» Dataset content:
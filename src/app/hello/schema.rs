use crate::domain::StudentRecord;

/// Context handed to the renderer for the student info page.
#[derive(Clone, Debug, PartialEq, Eq)]
pub struct StudentInfoContext {
    pub student_data: StudentRecord,
}
use serde::Serialize;

/// The student shown on the info page.
///
/// The record is not loaded from storage: every field is a literal and a fresh
/// value is built for each request.
#[derive(Serialize, Clone, Debug, PartialEq, Eq)]
pub struct StudentRecord {
    pub student_name: String,
    pub roll_number: String,
    pub branch: String,
    pub semester: String,
}

impl StudentRecord {
    pub fn hardcoded() -> Self {
        Self {
            student_name: "Prince Raj Kiran".to_owned(),
            roll_number: "2403051050507".to_owned(),
            branch: "Computer Science & Engineering".to_owned(),
            semester: "4th".to_owned(),
        }
    }
}
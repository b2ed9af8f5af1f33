use std::sync::Arc;

use axum::{extract::Request, response::Html};
use student_info::app::{
    hello::schema::StudentInfoContext,
    template::{RenderError, TemplateRenderer},
};

use crate::helper::{spawn_app, spawn_app_with_renderer};

struct MissingTemplateRenderer;

impl TemplateRenderer for MissingTemplateRenderer {
    fn render(
        &self,
        _request: &Request,
        template_name: &str,
        _context: &StudentInfoContext,
    ) -> Result<Html<String>, RenderError> {
        Err(RenderError::TemplateNotFound(template_name.to_owned()))
    }
}

struct FixedRenderer;

impl TemplateRenderer for FixedRenderer {
    fn render(
        &self,
        _request: &Request,
        _template_name: &str,
        _context: &StudentInfoContext,
    ) -> Result<Html<String>, RenderError> {
        Ok(Html("<html>OK</html>".to_owned()))
    }
}

#[tokio::test]
async fn student_info_returns_200_with_an_html_page() {
    let app = spawn_app().await;

    let response = app.get_student_info().await;

    assert_eq!(200, response.status().as_u16());
    let content_type = response
        .headers()
        .get("content-type")
        .expect("The response should have a content type.")
        .to_str()
        .unwrap()
        .to_owned();
    assert!(content_type.starts_with("text/html"));
}

#[tokio::test]
async fn student_info_shows_the_hardcoded_student() {
    let app = spawn_app().await;

    let body = app.get_student_info().await.text().await.unwrap();

    assert!(body.contains("Prince Raj Kiran"));
    assert!(body.contains("2403051050507"));
    assert!(body.contains("Computer Science &amp; Engineering"));
    assert!(body.contains("4th"));
}

#[tokio::test]
async fn student_info_returns_the_renderer_output_as_is() {
    let app = spawn_app_with_renderer(Arc::new(FixedRenderer)).await;

    let body = app.get_student_info().await.text().await.unwrap();

    assert_eq!(body, "<html>OK</html>");
}

#[tokio::test]
async fn student_info_returns_500_when_the_template_is_missing() {
    let app = spawn_app_with_renderer(Arc::new(MissingTemplateRenderer)).await;

    let response = app.get_student_info().await;

    assert_eq!(500, response.status().as_u16());
}
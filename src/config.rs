use std::path::Path;

#[derive(serde::Deserialize, Clone, Debug)]
pub struct Settings {
    pub application: ApplicationSettings,
    pub log_level: String,
}

#[derive(serde::Deserialize, Clone, Debug)]
pub struct ApplicationSettings {
    pub host: String,
    pub port: u16,
}

/// Reads `configuration/base.yaml`, layers the file matching `APP_ENVIRONMENT`
/// on top of it, then applies `APP_*` environment overrides
/// (e.g. `APP_APPLICATION__PORT=5001`).
pub fn get_configuration() -> Result<Settings, config::ConfigError> {
    let base_path = std::env::current_dir()
        .map_err(|e| config::ConfigError::Message(e.to_string()))?;

    get_configuration_from(&base_path.join("configuration"))
}

pub fn get_configuration_from(
    configuration_directory: &Path,
) -> Result<Settings, config::ConfigError> {
    let environment: Environment = std::env::var("APP_ENVIRONMENT")
        .unwrap_or_else(|_| "local".into())
        .try_into()
        .map_err(config::ConfigError::Message)?;

    let settings = config::Config::builder()
        .add_source(config::File::from(configuration_directory.join("base.yaml")))
        .add_source(config::File::from(
            configuration_directory.join(format!("{}.yaml", environment.as_str())),
        ))
        .add_source(
            config::Environment::with_prefix("APP")
                .prefix_separator("_")
                .separator("__")
                .try_parsing(true),
        )
        .build()?;

    settings.try_deserialize::<Settings>()
}

#[derive(Debug, PartialEq, Eq)]
pub enum Environment {
    Local,
    Production,
}

impl Environment {
    pub fn as_str(&self) -> &'static str {
        match self {
            Environment::Local => "local",
            Environment::Production => "production",
        }
    }
}

impl TryFrom<String> for Environment {
    type Error = String;

    fn try_from(s: String) -> Result<Self, Self::Error> {
        match s.to_lowercase().as_str() {
            "local" => Ok(Self::Local),
            "production" => Ok(Self::Production),
            other => Err(format!(
                "{} is not a supported environment. Use either `local` or `production`.",
                other
            )),
        }
    }
}
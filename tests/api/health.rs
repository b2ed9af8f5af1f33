use crate::helper::{get_client, spawn_app};

#[tokio::test]
async fn health_check_works() {
    let app = spawn_app().await;
    let client = get_client();

    let response = client
        .get(format!("{}/health_check", app.addr))
        .send()
        .await
        .expect("Request should succeed");

    assert!(response.status().is_success());
    assert_eq!(Some(0), response.content_length());
}
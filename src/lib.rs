pub mod app;
pub mod config;
pub mod domain;
pub mod telemetry;
use askama::Template;
use axum::{http::StatusCode, response::IntoResponse};

#[derive(Template)]
#[template(path = "404.html")]
struct NotFoundTemplate;

#[tracing::instrument(name = "Not found page")]
pub async fn not_found_page() -> impl IntoResponse {
    (StatusCode::NOT_FOUND, NotFoundTemplate)
}
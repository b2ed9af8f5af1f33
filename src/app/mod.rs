use std::{io, net::IpAddr, sync::Arc};

use axum::{http::Request, Router};
use tokio::net::TcpListener;
use tower_http::trace::TraceLayer;

use crate::config::Settings;

use self::template::{AskamaRenderer, TemplateRenderer};

mod error;
mod health;
pub mod hello;
mod not_found;
pub mod template;

#[derive(Clone)]
pub struct AppState {
    renderer: Arc<dyn TemplateRenderer>,
}

fn app_router() -> Router<AppState> {
    health::router()
        .merge(hello::router())
        .fallback(not_found::not_found_page)
}

pub struct App {
    listener: TcpListener,
    renderer: Arc<dyn TemplateRenderer>,
}

impl App {
    pub async fn with(config: Settings) -> Result<Self, io::Error> {
        Self::with_renderer(config, Arc::new(AskamaRenderer)).await
    }

    /// Builds the app around a caller-provided renderer instead of the askama one.
    pub async fn with_renderer(
        config: Settings,
        renderer: Arc<dyn TemplateRenderer>,
    ) -> Result<Self, io::Error> {
        let listener = TcpListener::bind(format!(
            "{}:{}",
            config.application.host, config.application.port
        ))
        .await?;

        Ok(Self { listener, renderer })
    }

    pub fn host(&self) -> IpAddr {
        self.listener
            .local_addr()
            .expect("A bound listener should have a local address.")
            .ip()
    }

    pub fn port(&self) -> u16 {
        self.listener
            .local_addr()
            .expect("A bound listener should have a local address.")
            .port()
    }

    pub async fn serve(self) -> Result<(), io::Error> {
        let app = app_router()
            .with_state(AppState {
                renderer: self.renderer,
            })
            .layer(
                TraceLayer::new_for_http().make_span_with(|request: &Request<_>| {
                    let id = uuid::Uuid::new_v4();
                    tracing::info_span!(
                        "request",
                        method = ?request.method(),
                        uri = ?request.uri(),
                        %id,
                    )
                }),
            );

        axum::serve(self.listener, app.into_make_service()).await
    }
}
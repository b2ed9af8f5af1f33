use axum::{http::StatusCode, response::IntoResponse, routing::get, Router};

use super::AppState;

pub fn router() -> Router<AppState> {
    Router::new().route("/health_check", get(health_check))
}

pub async fn health_check() -> impl IntoResponse {
    StatusCode::OK
}
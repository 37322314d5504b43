//! Image byte acquisition.
//!
//! An image reaches the viewer either as a fetchable http(s) locator or as
//! an inline base64 payload (with or without a `data:` URL prefix). Both
//! resolve to raw bytes here. Failure is not an error to the caller:
//! an unreadable source just means orientation scanning is skipped and the
//! image displays unrotated.

use base64::Engine;
use serde::de::Error as _;
use serde::{Deserialize, Deserializer, Serialize, Serializer};

/// Opaque reference to image bytes. Owned by the caller; the scanning
/// pipeline only borrows it to read.
#[derive(Debug, Clone, PartialEq, Eq)]
pub enum ImageSource {
    /// Fetchable http(s) locator.
    Url(String),
    /// Inline base64 payload, `data:` URL or bare.
    Inline(String),
}

impl ImageSource {
    /// Classify a source string: http(s) schemes fetch, everything else is
    /// treated as inline base64.
    pub fn from_string(s: impl Into<String>) -> Self {
        let s = s.into();
        if s.starts_with("http://") || s.starts_with("https://") {
            ImageSource::Url(s)
        } else {
            ImageSource::Inline(s)
        }
    }

    pub fn as_str(&self) -> &str {
        match self {
            ImageSource::Url(s) | ImageSource::Inline(s) => s,
        }
    }
}

impl Serialize for ImageSource {
    fn serialize<S: Serializer>(&self, serializer: S) -> Result<S::Ok, S::Error> {
        serializer.serialize_str(self.as_str())
    }
}

impl<'de> Deserialize<'de> for ImageSource {
    fn deserialize<D: Deserializer<'de>>(deserializer: D) -> Result<Self, D::Error> {
        let s = String::deserialize(deserializer)?;
        if s.is_empty() {
            return Err(D::Error::custom("empty image source"));
        }
        Ok(ImageSource::from_string(s))
    }
}

/// Decode an inline base64 payload to raw bytes.
///
/// Accepts both `data:image/jpeg;base64,...` and bare base64 strings
/// (everything after the first comma is the payload when a prefix is
/// present).
pub fn decode_inline(data: &str) -> Option<Vec<u8>> {
    let payload = match data.find(',') {
        Some(idx) => &data[idx + 1..],
        None => data,
    };
    base64::engine::general_purpose::STANDARD.decode(payload).ok()
}

/// Resolve an [`ImageSource`] to raw bytes.
///
/// Inline payloads decode in memory with no network. Remote locators issue
/// a GET; any transport error or non-success status yields `None` rather
/// than surfacing an error, so the caller's rotation falls back to 0.
pub async fn load_bytes(http: &reqwest::Client, source: &ImageSource) -> Option<Vec<u8>> {
    match source {
        ImageSource::Inline(data) => decode_inline(data),
        ImageSource::Url(url) => {
            let response = match http.get(url).send().await {
                Ok(r) => r,
                Err(e) => {
                    tracing::debug!(url, error = %e, "image source fetch failed");
                    return None;
                }
            };
            if !response.status().is_success() {
                tracing::debug!(url, status = %response.status(), "image source unavailable");
                return None;
            }
            response.bytes().await.ok().map(|b| b.to_vec())
        }
    }
}
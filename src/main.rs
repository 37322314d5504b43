use std::net::SocketAddr;
use std::sync::Arc;

use veridash::api::{start_server, ApiContext};
use veridash::extraction::{HttpExtractor, IdentityExtractor, MockExtractor};
use veridash::store::DocumentStore;
use veridash::{config, init_tracing};

#[tokio::main]
async fn main() -> Result<(), Box<dyn std::error::Error>> {
    init_tracing();
    tracing::info!("{} starting v{}", config::APP_NAME, config::APP_VERSION);

    let extractor: Arc<dyn IdentityExtractor> = if config::use_mock_extractor() {
        tracing::warn!("using the mock extractor; set VERIDASH_EXTRACTOR_URL for real extraction");
        Arc::new(MockExtractor::sample())
    } else {
        Arc::new(HttpExtractor::new(config::extractor_url()))
    };

    let ctx = ApiContext::new(Arc::new(DocumentStore::new()), extractor);
    let addr = SocketAddr::from(([0, 0, 0, 0], config::server_port()));
    let mut server = start_server(ctx, addr).await?;

    tokio::signal::ctrl_c().await?;
    tracing::info!("interrupt received, shutting down");
    server.shutdown();
    Ok(())
}
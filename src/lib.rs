pub mod api;
pub mod config;
pub mod extraction;
pub mod store;
pub mod viz;

use tracing_subscriber::EnvFilter;

/// Initialize tracing from `RUST_LOG`, falling back to the default filter.
///
/// Called once from `main`; test binaries skip it so `cargo test` output
/// stays quiet.
pub fn init_tracing() {
    tracing_subscriber::fmt()
        .with_env_filter(
            EnvFilter::try_from_default_env()
                .unwrap_or_else(|_| EnvFilter::new(config::default_log_filter())),
        )
        .init();
}
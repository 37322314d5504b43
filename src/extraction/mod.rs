//! Identity-field extraction: payload types, the field catalog, and the
//! client seam to the external vision-model service.

pub mod client;
pub mod fields;

pub use client::{DocumentKind, HttpExtractor, IdentityExtractor, MockExtractor};
pub use fields::{FieldObservation, FieldPayload, FIELD_CATALOG};

use thiserror::Error;

#[derive(Error, Debug)]
pub enum ExtractionError {
    #[error("extraction service unreachable: {0}")]
    Unreachable(String),

    #[error("extraction service returned {status}: {message}")]
    Api { status: u16, message: String },

    #[error("malformed extraction response: {0}")]
    InvalidResponse(String),
}
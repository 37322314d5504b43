//! Environment-driven configuration.
//!
//! The service is configured entirely through environment variables so it
//! can run unchanged in a container or on a laptop next to the dashboard
//! frontend. Every accessor has a sensible local default.

/// Application-level constants
pub const APP_NAME: &str = "Veridash";
pub const APP_VERSION: &str = env!("CARGO_PKG_VERSION");

/// Maximum accepted upload size in bytes (10 MB, matching the dashboard's
/// client-side limit).
pub const MAX_UPLOAD_BYTES: usize = 10 * 1024 * 1024;

/// Default tracing filter when `RUST_LOG` is unset.
pub fn default_log_filter() -> &'static str {
    "veridash=info,tower_http=warn"
}

/// TCP port for the HTTP API. `VERIDASH_PORT`, default 8000.
pub fn server_port() -> u16 {
    std::env::var("VERIDASH_PORT")
        .ok()
        .and_then(|v| v.parse().ok())
        .unwrap_or(8000)
}

/// Allowed CORS origins for the dashboard frontend.
/// `VERIDASH_ALLOWED_ORIGINS`, comma-separated, defaults to the usual
/// local dev servers.
pub fn allowed_origins() -> Vec<String> {
    std::env::var("VERIDASH_ALLOWED_ORIGINS")
        .unwrap_or_else(|_| "http://localhost:3000,http://localhost:5173".to_string())
        .split(',')
        .map(|s| s.trim().to_string())
        .filter(|s| !s.is_empty())
        .collect()
}

/// Base URL of the field-extraction service.
/// `VERIDASH_EXTRACTOR_URL`, default a local deployment.
pub fn extractor_url() -> String {
    std::env::var("VERIDASH_EXTRACTOR_URL")
        .unwrap_or_else(|_| "http://127.0.0.1:8500/v1/extract".to_string())
}

/// Model identifier forwarded to the extraction service when the upload
/// does not name one. `VERIDASH_EXTRACTOR_MODEL`.
pub fn extractor_model() -> String {
    std::env::var("VERIDASH_EXTRACTOR_MODEL")
        .unwrap_or_else(|_| "qwen2.5-vl-32b-instruct".to_string())
}

/// Run against the built-in mock extractor instead of a deployed service.
/// `VERIDASH_MOCK_EXTRACTOR=1`; handy for frontend work offline.
pub fn use_mock_extractor() -> bool {
    std::env::var("VERIDASH_MOCK_EXTRACTOR").is_ok_and(|v| v == "1" || v == "true")
}

#[cfg(test)]
mod tests {
    use super::*;

    #[test]
    fn app_version_matches_cargo() {
        assert_eq!(APP_VERSION, "0.1.0");
    }

    #[test]
    fn default_origins_cover_local_dev() {
        // Only meaningful when the env var is unset, which is the test default.
        if std::env::var("VERIDASH_ALLOWED_ORIGINS").is_err() {
            let origins = allowed_origins();
            assert!(origins.contains(&"http://localhost:3000".to_string()));
            assert!(origins.contains(&"http://localhost:5173".to_string()));
        }
    }

    #[test]
    fn default_port_is_8000() {
        if std::env::var("VERIDASH_PORT").is_err() {
            assert_eq!(server_port(), 8000);
        }
    }

    #[test]
    fn upload_cap_is_10_mb() {
        assert_eq!(MAX_UPLOAD_BYTES, 10 * 1024 * 1024);
    }
}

» What this task involves:
Scan the lines above for "app = spawn_app_with_renderer(Arc::new(FixedRenderer)).await;" and for "pub struct ApplicationSettings". Repeat exactly the line holding each of them and every line in between.

» Reply to the exercise:
    let app = spawn_app_with_renderer(Arc::new(FixedRenderer)).await;

    let body = app.get_student_info().await.text().await.unwrap();

    assert_eq!(body, "<html>OK</html>");
}

#[tokio::test]
async fn student_info_returns_500_when_the_template_is_missing() {
    let app = spawn_app_with_renderer(Arc::new(MissingTemplateRenderer)).await;

    let response = app.get_student_info().await;

    assert_eq!(500, response.status().as_u16());
}
filename src/config.rs
use std::path::Path;

#[derive(serde::Deserialize, Clone, Debug)]
pub struct Settings {
    pub application: ApplicationSettings,
    pub log_level: String,
}

#[derive(serde::Deserialize, Clone, Debug)]
pub struct ApplicationSettings {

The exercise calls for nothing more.